Data acquisition and management
We downloaded the full list of 20755 IUCN-RL assessed plant species corresponding to version 2015-4 from the IUCN-RL website on January 4th 2016. Conservation assessments for plant species were obtained from a pre-release version of BGCI ThreatSearch (https://www.bgci.org/threat_search.php, accessed: 2016-02-10). After acquisition in UTF8-encoded, plain text, CSV format, all of the data was tracked in a private git repository to ensure that all subsequent changes to the data were traceable and recorded (Ram 2013).
Data cleaning and normalisation
Higher-level classification annotation
We used the R package taxonlookup version 1.1.1 (Pennell et al. 2016) to annotate every included assessment species with current information on higher-classification of the taxon: Family, Order and Higher-level group. We also used taxonlookup to provide authoritative species counts per genus, family, order, and higher-level hierarchies based upon TPL accepted species names only (e.g. for Fig. 5). By using accepted names-only we recognise that the species totals will be a minimum estimate with many unresolved names on the TPL.

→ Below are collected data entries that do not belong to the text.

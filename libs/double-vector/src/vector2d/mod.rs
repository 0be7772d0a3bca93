//! Double-precision 2D vector.
//!
//! Coordinates are stored as `f64`, while scalars, interpolation factors,
//! magnitude and dot product use `f32` so code written against
//! single-precision vectors keeps compiling and behaving the same.

use std::fmt;
use std::hash::{Hash, Hasher};
use std::ops::{Index, IndexMut};

use config::constants::{DEFAULT_NUMBER_DECIMAL_DIGITS, K_EPSILON, K_EPSILON_NORMAL_SQRT};
use tracing::trace;

use crate::error::FormatResult;
use crate::format::{self, NumberFormat, NumberLocale};
use crate::ops::impl_vector_ops;
use crate::scalar;

/// A 2D vector with `f64` components.
///
/// `==` is threshold equality: true when the squared distance between the
/// operands is below `K_EPSILON²`. It is false whenever that distance is
/// `NaN`, so a vector holding `NaN` or an infinity is `!=` to itself. Use
/// [`Vector2D::equals`] for exact comparison; [`Hash`] follows exact
/// equality, and the type deliberately does not implement `Eq`.
///
/// # Examples
/// ```
/// use double_vector::Vector2D;
///
/// let a = Vector2D::new(1.0, 2.0);
/// let b = a + Vector2D::ONE * 2.0;
/// assert_eq!(b, Vector2D::new(3.0, 4.0));
/// assert_eq!(b.to_string(), "(3.00, 4.00)");
/// ```
#[derive(Debug, Clone, Copy, Default)]
pub struct Vector2D {
    /// X component.
    pub x: f64,
    /// Y component.
    pub y: f64,
}

impl Vector2D {
    /// Threshold for `==` and the normalization guard.
    pub const K_EPSILON: f64 = K_EPSILON;
    /// Reserved finer tolerance.
    pub const K_EPSILON_NORMAL_SQRT: f64 = K_EPSILON_NORMAL_SQRT;

    /// `(0, 0)`
    pub const ZERO: Self = Self::new(0.0, 0.0);
    /// `(1, 1)`
    pub const ONE: Self = Self::new(1.0, 1.0);
    /// `(0, 1)`
    pub const UP: Self = Self::new(0.0, 1.0);
    /// `(0, -1)`
    pub const DOWN: Self = Self::new(0.0, -1.0);
    /// `(-1, 0)`
    pub const LEFT: Self = Self::new(-1.0, 0.0);
    /// `(1, 0)`
    pub const RIGHT: Self = Self::new(1.0, 0.0);
    /// Both components `+∞`.
    pub const POSITIVE_INFINITY: Self = Self::new(f64::INFINITY, f64::INFINITY);
    /// Both components `-∞`.
    pub const NEGATIVE_INFINITY: Self = Self::new(f64::NEG_INFINITY, f64::NEG_INFINITY);

    /// Creates a vector. Any value is accepted, including `NaN`.
    #[inline]
    pub const fn new(x: f64, y: f64) -> Self {
        Self { x, y }
    }

    /// Overwrites both components.
    pub fn set(&mut self, x: f64, y: f64) {
        self.x = x;
        self.y = y;
    }

    /// Component by axis index, `None` past the last axis.
    pub fn get(&self, index: usize) -> Option<f64> {
        match index {
            0 => Some(self.x),
            1 => Some(self.y),
            _ => None,
        }
    }

    /// Interpolates from `a` to `b`, with `t` clamped to `[0, 1]`.
    ///
    /// # Examples
    /// ```
    /// use double_vector::Vector2D;
    /// let mid = Vector2D::lerp(Vector2D::ZERO, Vector2D::new(10.0, 10.0), 0.5);
    /// assert_eq!(mid, Vector2D::new(5.0, 5.0));
    /// ```
    pub fn lerp(a: Self, b: Self, t: f32) -> Self {
        Self::lerp_unclamped(a, b, scalar::clamp01(t))
    }

    /// Interpolates from `a` to `b` without clamping, extrapolating past the
    /// segment for `t` outside `[0, 1]`.
    pub fn lerp_unclamped(a: Self, b: Self, t: f32) -> Self {
        let t = f64::from(t);
        Self::new(a.x + (b.x - a.x) * t, a.y + (b.y - a.y) * t)
    }

    /// Component-wise product.
    pub fn scale(a: Self, b: Self) -> Self {
        a * b
    }

    /// Multiplies this vector component-wise by `scale` in place.
    pub fn scale_in_place(&mut self, scale: Self) {
        self.x *= scale.x;
        self.y *= scale.y;
    }

    /// Multiplies both components by `factor` in place.
    pub fn scale_by(&mut self, factor: f32) {
        let factor = f64::from(factor);
        self.x *= factor;
        self.y *= factor;
    }

    /// Scales this vector to unit length in place.
    ///
    /// The length is taken from [`magnitude`](Self::magnitude) at `f32`
    /// precision. When it does not exceed `K_EPSILON` (including `NaN`
    /// lengths and lengths beyond the `f32` range) the vector becomes
    /// [`ZERO`](Self::ZERO).
    pub fn normalize(&mut self) {
        let mag = self.magnitude();
        if f64::from(mag) > Self::K_EPSILON {
            *self = *self / mag;
        } else {
            trace!(x = self.x, y = self.y, "vector too short to normalize, using zero");
            *self = Self::ZERO;
        }
    }

    /// Unit-length copy of this vector; see [`normalize`](Self::normalize).
    pub fn normalized(self) -> Self {
        let mut v = self;
        v.normalize();
        v
    }

    /// Dot product, narrowed to `f32`.
    pub fn dot(lhs: Self, rhs: Self) -> f32 {
        (lhs.x * rhs.x + lhs.y * rhs.y) as f32
    }

    /// Length, narrowed to `f32`.
    pub fn magnitude(self) -> f32 {
        self.sqr_magnitude().sqrt() as f32
    }

    /// Squared length at full precision.
    pub fn sqr_magnitude(self) -> f64 {
        self.x * self.x + self.y * self.y
    }

    /// Euclidean distance at full precision.
    ///
    /// # Examples
    /// ```
    /// use double_vector::Vector2D;
    /// let d = Vector2D::distance(Vector2D::ZERO, Vector2D::new(3.0, 4.0));
    /// assert_eq!(d, 5.0);
    /// ```
    pub fn distance(a: Self, b: Self) -> f64 {
        let diff_x = a.x - b.x;
        let diff_y = a.y - b.y;
        (diff_x * diff_x + diff_y * diff_y).sqrt()
    }

    /// Component-wise minimum; see [`scalar::min`] for `NaN` handling.
    pub fn min(lhs: Self, rhs: Self) -> Self {
        Self::new(scalar::min(lhs.x, rhs.x), scalar::min(lhs.y, rhs.y))
    }

    /// Component-wise maximum; see [`scalar::max`] for `NaN` handling.
    pub fn max(lhs: Self, rhs: Self) -> Self {
        Self::new(scalar::max(lhs.x, rhs.x), scalar::max(lhs.y, rhs.y))
    }

    /// Exact component equality, the relation [`Hash`] agrees with.
    pub fn equals(&self, other: &Self) -> bool {
        self.x == other.x && self.y == other.y
    }

    /// Formats as `"(x, y)"` with an optional specifier (default `"F2"`) and
    /// locale (default invariant).
    ///
    /// # Examples
    /// ```
    /// use double_vector::Vector2D;
    /// let v = Vector2D::new(1.5, -2.0);
    /// assert_eq!(v.to_string_with(Some("F1"), None).unwrap(), "(1.5, -2.0)");
    /// ```
    pub fn to_string_with(
        &self,
        format: Option<&str>,
        locale: Option<&NumberLocale>,
    ) -> FormatResult<String> {
        format::format_components(&[self.x, self.y], format, locale)
    }

    /// Narrows to a single-precision `glam` vector.
    pub fn as_vec2(self) -> glam::Vec2 {
        glam::Vec2::new(self.x as f32, self.y as f32)
    }
}

impl_vector_ops!(Vector2D { x, y });

impl PartialEq for Vector2D {
    fn eq(&self, other: &Self) -> bool {
        // False in the presence of NaN values.
        let diff_x = self.x - other.x;
        let diff_y = self.y - other.y;
        diff_x * diff_x + diff_y * diff_y < Self::K_EPSILON * Self::K_EPSILON
    }
}

impl Hash for Vector2D {
    fn hash<H: Hasher>(&self, state: &mut H) {
        scalar::canonical_bits(self.x).hash(state);
        scalar::canonical_bits(self.y).hash(state);
    }
}

impl fmt::Display for Vector2D {
    /// Fixed-point, invariant locale; the formatter precision picks the
    /// decimals (`{:.4}`), defaulting to two.
    fn fmt(&self, f: &mut fmt::Formatter<'_>) -> fmt::Result {
        let spec = NumberFormat::fixed(f.precision().unwrap_or(DEFAULT_NUMBER_DECIMAL_DIGITS));
        f.write_str(&format::join_components(
            &[self.x, self.y],
            &spec,
            NumberLocale::invariant(),
        ))
    }
}

impl Index<usize> for Vector2D {
    type Output = f64;

    #[allow(clippy::panic)]
    fn index(&self, index: usize) -> &f64 {
        match index {
            0 => &self.x,
            1 => &self.y,
            _ => panic!("Invalid Vector2D index {index}"),
        }
    }
}

impl IndexMut<usize> for Vector2D {
    #[allow(clippy::panic)]
    fn index_mut(&mut self, index: usize) -> &mut f64 {
        match index {
            0 => &mut self.x,
            1 => &mut self.y,
            _ => panic!("Invalid Vector2D index {index}"),
        }
    }
}

impl From<[f64; 2]> for Vector2D {
    fn from([x, y]: [f64; 2]) -> Self {
        Self::new(x, y)
    }
}

impl From<(f64, f64)> for Vector2D {
    fn from((x, y): (f64, f64)) -> Self {
        Self::new(x, y)
    }
}

impl From<Vector2D> for [f64; 2] {
    fn from(v: Vector2D) -> Self {
        [v.x, v.y]
    }
}

impl From<glam::DVec2> for Vector2D {
    fn from(v: glam::DVec2) -> Self {
        Self::new(v.x, v.y)
    }
}

impl From<Vector2D> for glam::DVec2 {
    fn from(v: Vector2D) -> Self {
        glam::DVec2::new(v.x, v.y)
    }
}

impl From<glam::Vec2> for Vector2D {
    fn from(v: glam::Vec2) -> Self {
        Self::new(f64::from(v.x), f64::from(v.y))
    }
}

Geographic occurrence and endemicity
IUCN-RL provides data on known countries of occurrence of each species for all IUCN-RL assessed species, so we used this data as count data per country. For the set of species with only regional assessments, we used the country issuing the RRL assessment as the occurrence data for that species. We are aware that species nationally listed in one country may also occur in other countries—our data therefore serve as lower bounds on the true extent of country-level occurrence for nationally assessed species. Where a species is assessed by both the IUCN-RL and at least one RRL, we use the country-level occurrence data given by IUCN-RL. For analyses of combined IUCN-RL and RRL assessments we avoided double counting the same species in the same country (Figs. 7, 8). For the purpose of this study we define an endemic species as one that is present in only one country, with ‘countries’ defined as one of 249 territories recognized by the ISO 3166-1 standard. In order to assess country-endemicity of each IUCN-RL species (shown in Fig. 6b) we used official IUCN-RL data that provides country-level distribution information for each assessment taxon. Assessments of country-endemicity relied solely upon IUCN-RL data that provides country-level distribution information for each assessed taxon. There have been many significant critiques of uncritical use of online species occurrence data (Yesson et al. 2007; Beck et al. 2013, 2014; Mesibov 2013; Otegui et al. 2013), so we emphasize here that in this case we are only interested in accuracy to the country-level for the purpose of assessing endemicity. As opposed to species distribution modeling, a relatively coarse country-level analysis is justified here, since the implementation of CBD and GSPC are focused with respect to country boundaries.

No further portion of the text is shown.